Well, what's wrong with Finney's theology? What was so much at the center of his thought that gave rise to revivalism and so many of its contemporary manifestations? Well, one need go no further than the table of contents of his so-called Systematic Theology to learn that Finney's entire theology revolved around human morality. In fact, Charles Hodge noted, "It's not really a systematic theology at all, but a systematic ethics." Chapters one through five are on moral government, obligation, and the unity of moral action; chapters six and seven are on "Obedience Entire." Not until the twenty-first chapter does one read anything that is especially Christian in its interest. It comes to the doctrine of the atonement and there Finney discards the doctrine of the substitutionary atonement, saying that it rests on a fiction. Namely, that one person can carry the guilt and punishment of another. In answer to the question, "Does a Christian cease to be a Christian whenever he commits a sin?" Finney answers in the affirmative. "Whenever he sins, he must, for the time being, cease to be holy. That's self-evident. Whenever he sins, he must be condemned; he must incur the penalty of the law of God...If it be said that the precept is still binding upon him, but that with respect to the Christian, the penalty is set aside...I reply, that to abrogate the penalty is to repeal the precept; for a precept without penalty is no law...The Christian, therefore, is justified no longer than he obeys, and must be condemned when he disobeys; or Antinomianism is true...In these respects, then, the sinning Christian and the unconverted sinner are upon precisely the same ground."

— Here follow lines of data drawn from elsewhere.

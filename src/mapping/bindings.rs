//! RetroArch key binding loader
//!
//! Pulls the player 1 keyboard bindings for the eight roles the remote can
//! drive out of `retroarch.cfg`. Everything else in the file is ignored.

use crate::mapping::config::ConfigError;
use log::{debug, info, warn};
use std::fmt;
use std::path::Path;

/// Prefix shared by every player 1 input line.
pub const PLAYER1_PREFIX: &str = "input_player1_";

/// Logical control roles bound in the frontend config.
#[derive(Debug, Clone, Copy, PartialEq, Eq, Hash, PartialOrd, Ord)]
pub enum Role {
    A,
    B,
    Start,
    Select,
    Up,
    Down,
    Left,
    Right,
}

impl Role {
    pub const ALL: [Role; 8] = [
        Role::A,
        Role::B,
        Role::Start,
        Role::Select,
        Role::Up,
        Role::Down,
        Role::Left,
        Role::Right,
    ];

    /// Identifier used after `input_player1_`.
    pub fn ident(self) -> &'static str {
        match self {
            Role::A => "a",
            Role::B => "b",
            Role::Start => "start",
            Role::Select => "select",
            Role::Up => "up",
            Role::Down => "down",
            Role::Left => "left",
            Role::Right => "right",
        }
    }

    pub fn from_ident(ident: &str) -> Option<Role> {
        Role::ALL.into_iter().find(|role| role.ident() == ident)
    }

    /// Full config key, e.g. `input_player1_left`.
    pub fn config_key(self) -> String {
        format!("{}{}", PLAYER1_PREFIX, self.ident())
    }
}

impl fmt::Display for Role {
    fn fmt(&self, f: &mut fmt::Formatter<'_>) -> fmt::Result {
        f.write_str(self.ident())
    }
}

/// A key name extracted from the config, tagged with the role it is bound to.
#[derive(Debug, Clone, PartialEq, Eq)]
pub struct RoleBinding {
    pub role: Role,
    pub key: String,
    /// 1-based line in the source file
    pub line: usize,
}

/// Read `path` and extract the role bindings in file order.
pub fn load_bindings<P: AsRef<Path>>(path: P) -> Result<Vec<RoleBinding>, ConfigError> {
    let path_ref = path.as_ref();
    info!("Loading key bindings from: {}", path_ref.display());

    let content = std::fs::read_to_string(path_ref).map_err(|source| ConfigError::Read {
        path: path_ref.to_path_buf(),
        source,
    })?;

    let bindings = parse_bindings(&content);
    debug!("  - Found {} of {} role bindings", bindings.len(), Role::ALL.len());
    Ok(bindings)
}

/// Extract role bindings from config text.
///
/// First occurrence of a role wins. Lines whose key is not exactly
/// `input_player1_<role>` (e.g. `input_player1_a_btn`) are skipped.
pub fn parse_bindings(content: &str) -> Vec<RoleBinding> {
    let mut bindings: Vec<RoleBinding> = Vec::new();

    for (index, raw) in content.lines().enumerate() {
        let Some((key, value)) = raw.split_once('=') else {
            continue;
        };
        let Some(ident) = key.trim().strip_prefix(PLAYER1_PREFIX) else {
            continue;
        };
        let Some(role) = Role::from_ident(ident) else {
            continue;
        };

        let line = index + 1;
        if let Some(first) = bindings.iter().find(|b| b.role == role) {
            warn!(
                "Duplicate binding for {} on line {} ignored (first seen on line {})",
                role.config_key(),
                line,
                first.line
            );
            continue;
        }

        let key = unquote(value.trim()).to_string();
        debug!("  {} = '{}' (line {})", role.config_key(), key, line);
        bindings.push(RoleBinding { role, key, line });
    }

    bindings
}

/// Strip one pair of matching surrounding quotes.
fn unquote(value: &str) -> &str {
    for quote in ['"', '\''] {
        if let Some(inner) = value
            .strip_prefix(quote)
            .and_then(|rest| rest.strip_suffix(quote))
        {
            return inner;
        }
    }
    value
}
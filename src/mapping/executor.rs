//! Translator - turns CEC lines into key presses
//!
//! This is the core of the bridge. Each iteration samples the process gate,
//! then consumes exactly one line from the daemon. Dormant lines are
//! dropped; active lines become a key press when they report a released
//! button. Presses are ignored because some remotes repeat them.

use crate::backend::KeyboardBackend;
use crate::cec::{classify, CecAction, StreamError};
use crate::gate::{GateError, GateState, ProcessGate, ProcessLister};
use crate::mapping::button_map::ButtonMap;
use crate::mapping::keymap::KeyCode;
use futures::stream::{Stream, StreamExt};
use log::{debug, info, trace, warn};
use thiserror::Error;

#[derive(Debug, Error)]
pub enum TranslateError {
    #[error("Process gate failed: {0}")]
    Gate(#[from] GateError),

    #[error("CEC stream failed: {0}")]
    Stream(#[from] StreamError),

    #[error("CEC daemon output closed")]
    StreamClosed,
}

/// Line counters, logged on shutdown
#[derive(Debug, Default, Clone, Copy, PartialEq, Eq)]
pub struct TranslatorStats {
    pub lines: u64,
    pub dormant: u64,
    pub emitted: u64,
    pub failed: u64,
}

/// Translates CEC lines into key presses on a keyboard backend
pub struct Translator<K: KeyboardBackend> {
    buttons: ButtonMap,
    keyboard: K,
    stats: TranslatorStats,
}

impl<K: KeyboardBackend> Translator<K> {
    /// Create a translator over a built button map and a registered keyboard
    pub fn new(buttons: ButtonMap, keyboard: K) -> Self {
        Self {
            buttons,
            keyboard,
            stats: TranslatorStats::default(),
        }
    }

    /// Handle one line under the given gate state.
    ///
    /// Returns the key that was pressed, if any. At most one key is
    /// pressed per line.
    pub fn handle_line(&mut self, line: &str, state: GateState) -> Option<KeyCode> {
        self.stats.lines += 1;

        if state == GateState::Dormant {
            self.stats.dormant += 1;
            trace!("dormant, dropped: {}", line);
            return None;
        }

        if classify(line) != CecAction::Released {
            return None;
        }

        let (button, code) = match self.buttons.lookup(line) {
            Some(hit) => hit,
            None => {
                debug!("No button for: {}", line);
                return None;
            }
        };

        match self.keyboard.key_press(code) {
            Ok(()) => {
                self.stats.emitted += 1;
                debug!("{:?} -> {}", button, code);
                Some(code)
            }
            Err(e) => {
                self.stats.failed += 1;
                warn!("Failed to press {} for {:?}: {}", code, button, e);
                None
            }
        }
    }

    /// Run until the stream ends or the gate fails.
    ///
    /// Never returns `Ok`: the daemon is expected to run forever, so the end
    /// of its output is reported as `StreamClosed`.
    pub async fn run<S, L>(
        &mut self,
        lines: &mut S,
        gate: &mut ProcessGate<L>,
    ) -> Result<(), TranslateError>
    where
        S: Stream<Item = Result<String, StreamError>> + Unpin,
        L: ProcessLister,
    {
        info!("Translator running");

        loop {
            // Sample the gate before consuming the line it judges
            let state = gate.check().await?;

            let line = match lines.next().await {
                Some(Ok(line)) => line,
                Some(Err(e)) => return Err(e.into()),
                None => return Err(TranslateError::StreamClosed),
            };

            self.handle_line(&line, state);
        }
    }

    pub fn stats(&self) -> TranslatorStats {
        self.stats
    }
}
//! High-level bridge manager
//!
//! This module ties startup together: bindings are loaded and resolved
//! before anything touches uinput or spawns the daemon, then the
//! translator runs until the daemon dies, the gate fails, or Ctrl+C.

use crate::backend::{BackendError, KeyboardBackend};
use crate::cec::{CecEventStream, StreamError};
use crate::gate::{ProcessGate, PsLister};
use crate::mapping::bindings::load_bindings;
use crate::mapping::button_map::{self, BuildError, ButtonMap};
use crate::mapping::config::{ConfigError, Settings};
use crate::mapping::executor::{TranslateError, Translator};
use crate::mapping::keymap::KeyMap;
use log::{info, warn};
use thiserror::Error;

#[derive(Debug, Error)]
pub enum BridgeError {
    #[error(transparent)]
    Config(#[from] ConfigError),

    #[error(transparent)]
    Bindings(#[from] BuildError),

    #[error("Keyboard backend failed: {0}")]
    Backend(#[from] BackendError),

    #[error(transparent)]
    Stream(#[from] StreamError),

    #[error(transparent)]
    Translate(#[from] TranslateError),

    #[error("Failed to listen for Ctrl+C: {0}")]
    Signal(#[source] std::io::Error),
}

/// Owns the settings and key registry for one bridge run
pub struct BridgeManager {
    settings: Settings,
    keymap: KeyMap,
}

impl BridgeManager {
    /// Create a new bridge manager
    pub fn new(settings: Settings) -> Self {
        Self {
            settings,
            keymap: KeyMap::new(),
        }
    }

    pub fn settings(&self) -> &Settings {
        &self.settings
    }

    pub fn keymap(&self) -> &KeyMap {
        &self.keymap
    }

    /// Load the RetroArch bindings and resolve them into a button map.
    ///
    /// Fails with every unsupported key and missing role at once.
    pub fn build_button_map(&self) -> Result<ButtonMap, BridgeError> {
        let bindings = load_bindings(&self.settings.bridge.retroarch_config)?;
        let buttons = button_map::build(&self.keymap, &bindings)?;
        Ok(buttons)
    }

    /// Spawn the CEC daemon and translate its output until a fatal error
    /// or Ctrl+C. Returns `Ok` only on Ctrl+C.
    pub async fn run<K: KeyboardBackend>(
        &self,
        buttons: ButtonMap,
        keyboard: K,
    ) -> Result<(), BridgeError> {
        info!("Starting CEC bridge...");

        let mut lines = CecEventStream::spawn(&self.settings.daemon)?;
        let mut gate = ProcessGate::new(
            PsLister::new(&self.settings.gate),
            self.settings.gate.denylist.clone(),
        );
        let mut translator = Translator::new(buttons, keyboard);

        info!("✓ Bridge started! Waiting for remote events...");

        let result = tokio::select! {
            result = translator.run(&mut lines, &mut gate) => result.map_err(BridgeError::from),
            signal = tokio::signal::ctrl_c() => match signal {
                Ok(()) => {
                    info!("Ctrl+C received, stopping bridge");
                    Ok(())
                }
                Err(e) => Err(BridgeError::Signal(e)),
            },
        };

        let stats = translator.stats();
        info!(
            "Bridge stopped: {} lines, {} keys sent, {} dropped while dormant",
            stats.lines, stats.emitted, stats.dormant
        );
        if stats.failed > 0 {
            warn!("{} key presses failed", stats.failed);
        }

        // Dropping the stream kills the daemon
        drop(lines);
        result
    }
}
//! Symbolic key name registry
//!
//! Maps the key names RetroArch writes into `retroarch.cfg` (`"left"`,
//! `"kp_enter"`, `"f1"`, ...) to Linux input keycodes.
//!
//! # Supported Keys
//!
//! ## Letters
//! `a-z`
//!
//! ## Numbers
//! `num0-num9` (top row), `keypad0-keypad9` (numpad)
//!
//! ## Function Keys
//! `f1` through `f12`
//!
//! ## Modifiers
//! `shift`, `rshift`, `ctrl`, `rctrl`, `alt`, `ralt`
//!
//! ## Navigation
//! `up`, `down`, `left`, `right`, `home`, `end`, `pageup`, `pagedown`,
//! `insert`, `del`
//!
//! ## Special Keys
//! `enter`, `kp_enter`, `tab`, `space`, `escape`, `backspace`, `capslock`,
//! `numlock`, `scrolllock`, `pause`
//!
//! ## Punctuation
//! `period`, `comma`, `minus`, `slash`, `semicolon`, `equals`, `backslash`,
//! `backquote`, `kp_minus`, `kp_plus`, `kp_period`, `kp_equals`

use std::collections::BTreeMap;
use std::fmt;
use thiserror::Error;

/// Linux input keycode (`KEY_*` from `input-event-codes.h`).
#[derive(Debug, Clone, Copy, PartialEq, Eq, Hash, PartialOrd, Ord)]
pub struct KeyCode(pub u16);

impl KeyCode {
    pub const fn code(self) -> u16 {
        self.0
    }
}

impl fmt::Display for KeyCode {
    fn fmt(&self, f: &mut fmt::Formatter<'_>) -> fmt::Result {
        write!(f, "KEY({})", self.0)
    }
}

/// Returned when a name has no entry in the registry.
#[derive(Debug, Clone, PartialEq, Eq, Error)]
#[error("Unsupported key: '{0}'")]
pub struct UnsupportedKey(pub String);

/// RetroArch key names and their keycodes.
#[rustfmt::skip]
const KEY_TABLE: &[(&str, u16)] = &[
    // Letters
    ("a", 30), ("b", 48), ("c", 46), ("d", 32), ("e", 18), ("f", 33),
    ("g", 34), ("h", 35), ("i", 23), ("j", 36), ("k", 37), ("l", 38),
    ("m", 50), ("n", 49), ("o", 24), ("p", 25), ("q", 16), ("r", 19),
    ("s", 31), ("t", 20), ("u", 22), ("v", 47), ("w", 17), ("x", 45),
    ("y", 21), ("z", 44),

    // Top row numbers
    ("num1", 2), ("num2", 3), ("num3", 4), ("num4", 5), ("num5", 6),
    ("num6", 7), ("num7", 8), ("num8", 9), ("num9", 10), ("num0", 11),

    // Function keys
    ("f1", 59), ("f2", 60), ("f3", 61), ("f4", 62), ("f5", 63), ("f6", 64),
    ("f7", 65), ("f8", 66), ("f9", 67), ("f10", 68), ("f11", 87), ("f12", 88),

    // Modifiers
    ("shift", 42), ("rshift", 54),
    ("ctrl", 29), ("rctrl", 97),
    ("alt", 56), ("ralt", 100),

    // Navigation
    ("up", 103), ("down", 108), ("left", 105), ("right", 106),
    ("home", 102), ("end", 107), ("pageup", 104), ("pagedown", 109),
    ("insert", 110), ("del", 111),

    // Special keys
    ("escape", 1), ("tab", 15), ("enter", 28), ("backspace", 14),
    ("space", 57), ("capslock", 58), ("numlock", 69), ("scrolllock", 70),
    ("pause", 119),

    // Punctuation
    ("minus", 12), ("equals", 13), ("semicolon", 39), ("backquote", 41),
    ("backslash", 43), ("comma", 51), ("period", 52), ("slash", 53),

    // Keypad
    ("keypad7", 71), ("keypad8", 72), ("keypad9", 73), ("kp_minus", 74),
    ("keypad4", 75), ("keypad5", 76), ("keypad6", 77), ("kp_plus", 78),
    ("keypad1", 79), ("keypad2", 80), ("keypad3", 81), ("keypad0", 82),
    ("kp_period", 83), ("kp_enter", 96), ("kp_equals", 117),
];

/// Immutable name -> keycode registry.
///
/// Built once at startup and handed to whoever needs to resolve names.
#[derive(Debug, Clone)]
pub struct KeyMap {
    by_name: BTreeMap<&'static str, KeyCode>,
    by_code: BTreeMap<KeyCode, &'static str>,
}

impl KeyMap {
    pub fn new() -> Self {
        let mut by_name = BTreeMap::new();
        let mut by_code = BTreeMap::new();
        for &(name, code) in KEY_TABLE {
            by_name.insert(name, KeyCode(code));
            by_code.insert(KeyCode(code), name);
        }
        Self { by_name, by_code }
    }

    /// Resolve a RetroArch key name. Names are case-sensitive.
    pub fn resolve(&self, name: &str) -> Result<KeyCode, UnsupportedKey> {
        self.by_name
            .get(name)
            .copied()
            .ok_or_else(|| UnsupportedKey(name.to_string()))
    }

    /// Reverse lookup.
    pub fn name_of(&self, code: KeyCode) -> Option<&'static str> {
        self.by_code.get(&code).copied()
    }

    /// All supported names, sorted.
    pub fn names(&self) -> impl Iterator<Item = &'static str> + '_ {
        self.by_name.keys().copied()
    }

    pub fn len(&self) -> usize {
        self.by_name.len()
    }

    pub fn is_empty(&self) -> bool {
        self.by_name.is_empty()
    }
}

impl Default for KeyMap {
    fn default() -> Self {
        Self::new()
    }
}
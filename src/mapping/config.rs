//! Bridge settings loader and validator
//!
//! Loads bridge settings from TOML files in the configs/ directory. Every
//! field has a default, so an empty file (or no file at all) is a valid
//! RetroPie setup.

use serde::{Deserialize, Serialize};
use std::path::{Path, PathBuf};
use thiserror::Error;
use log::{info, debug};

/// uinput rejects device names of `UINPUT_MAX_NAME_SIZE` (80) bytes or more.
pub const MAX_DEVICE_NAME_LEN: usize = 79;

#[derive(Debug, Error)]
pub enum ConfigError {
    #[error("Failed to read config file {}: {source}", .path.display())]
    Read {
        path: PathBuf,
        #[source]
        source: std::io::Error,
    },

    #[error("Failed to parse config file: {0}")]
    Parse(#[from] toml::de::Error),

    #[error("Invalid configuration: {0}")]
    Invalid(String),
}

/// Main settings structure
#[derive(Debug, Clone, Default, Serialize, Deserialize)]
pub struct Settings {
    #[serde(default)]
    pub bridge: BridgeSettings,

    /// CEC daemon whose output is translated
    #[serde(default)]
    pub daemon: DaemonSettings,

    /// Foreground process gate
    #[serde(default)]
    pub gate: GateSettings,
}

#[derive(Debug, Clone, Serialize, Deserialize)]
pub struct BridgeSettings {
    /// RetroArch config holding the player 1 keyboard bindings
    #[serde(default = "default_retroarch_config")]
    pub retroarch_config: PathBuf,

    /// Name of the virtual keyboard (shown by `evtest`)
    #[serde(default = "default_device_name")]
    pub device_name: String,
}

impl Default for BridgeSettings {
    fn default() -> Self {
        Self {
            retroarch_config: default_retroarch_config(),
            device_name: default_device_name(),
        }
    }
}

#[derive(Debug, Clone, Serialize, Deserialize)]
pub struct DaemonSettings {
    #[serde(default = "default_daemon_command")]
    pub command: String,

    #[serde(default)]
    pub args: Vec<String>,
}

impl Default for DaemonSettings {
    fn default() -> Self {
        Self {
            command: default_daemon_command(),
            args: Vec::new(),
        }
    }
}

#[derive(Debug, Clone, Serialize, Deserialize)]
pub struct GateSettings {
    /// Process listing command
    #[serde(default = "default_gate_command")]
    pub command: String,

    #[serde(default = "default_gate_args")]
    pub args: Vec<String>,

    /// While any process name contains one of these, the bridge stays dormant
    #[serde(default = "default_denylist")]
    pub denylist: Vec<String>,
}

impl Default for GateSettings {
    fn default() -> Self {
        Self {
            command: default_gate_command(),
            args: default_gate_args(),
            denylist: default_denylist(),
        }
    }
}

fn default_retroarch_config() -> PathBuf { PathBuf::from("/opt/retropie/configs/all/retroarch.cfg") }
fn default_device_name() -> String { "es-cec-input".to_string() }
fn default_daemon_command() -> String { "cec-client".to_string() }
fn default_gate_command() -> String { "ps".to_string() }
fn default_gate_args() -> Vec<String> { vec!["-A".to_string()] }
fn default_denylist() -> Vec<String> { vec!["kodi.bin".to_string(), "retroarch".to_string()] }

impl Settings {
    /// Load settings from a TOML file
    pub fn load<P: AsRef<Path>>(path: P) -> Result<Self, ConfigError> {
        let path_ref = path.as_ref();
        info!("Loading settings from: {}", path_ref.display());

        let content = std::fs::read_to_string(path_ref).map_err(|source| ConfigError::Read {
            path: path_ref.to_path_buf(),
            source,
        })?;
        let settings = Self::from_toml(&content)?;

        info!("✓ Settings validation passed");
        Ok(settings)
    }

    /// Load default settings from configs/default.toml
    pub fn load_default() -> Result<Self, ConfigError> {
        Self::load("configs/default.toml")
    }

    /// Parse and validate settings from TOML text
    pub fn from_toml(content: &str) -> Result<Self, ConfigError> {
        let settings: Settings = toml::from_str(content)?;

        debug!("  - RetroArch config: {}", settings.bridge.retroarch_config.display());
        debug!("  - Daemon: {} {:?}", settings.daemon.command, settings.daemon.args);
        debug!("  - Gate denylist: {:?}", settings.gate.denylist);

        settings.validate()?;
        Ok(settings)
    }

    /// Validate the settings
    pub fn validate(&self) -> Result<(), ConfigError> {
        let name = &self.bridge.device_name;
        if name.trim().is_empty() {
            return Err(ConfigError::Invalid("device_name must not be empty".into()));
        }
        if name.len() > MAX_DEVICE_NAME_LEN {
            return Err(ConfigError::Invalid(format!(
                "device_name must be at most {} bytes, got {}",
                MAX_DEVICE_NAME_LEN,
                name.len()
            )));
        }

        if self.daemon.command.trim().is_empty() {
            return Err(ConfigError::Invalid("daemon command must not be empty".into()));
        }

        if self.gate.command.trim().is_empty() {
            return Err(ConfigError::Invalid("gate command must not be empty".into()));
        }

        // An empty entry would match every process and keep the bridge dormant forever
        if self.gate.denylist.iter().any(|entry| entry.is_empty()) {
            return Err(ConfigError::Invalid("gate denylist entries must not be empty".into()));
        }

        Ok(())
    }
}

With the Westminster Confession in his sights, Finney declares of the Reformation's formula "simultaneously justified and sinful", "That error of justification has slain more souls, I fear, than all the universalism that ever cursed the world." For, "Whenever a Christian sins he comes under condemnation, and must repent and do his first works, or be lost." Finney discarded the doctrine of original sin. He got rid of the substitutionary atonement. Finney got rid of the doctrine of justification by grace alone through faith alone because of Christ alone. Finney set aside the normal means of grace, Word and Sacrament ministry, for his own "New Measures" as he called them. And yet, remarkably, Charles Finney is regarded as one of the great heroes of Evangelicalism. Isn't that remarkable? In a movement that has spent so much time and energy and given so much thought to the defense of orthodox Christianity against the onslaughts of liberalism because of liberalism's low view of sin and high view of self. On this edition of the White Horse Inn we are talking about revivalism and its abiding influence in the church today and in the many movements that still feel the imprint of Charles Finney and revivalism.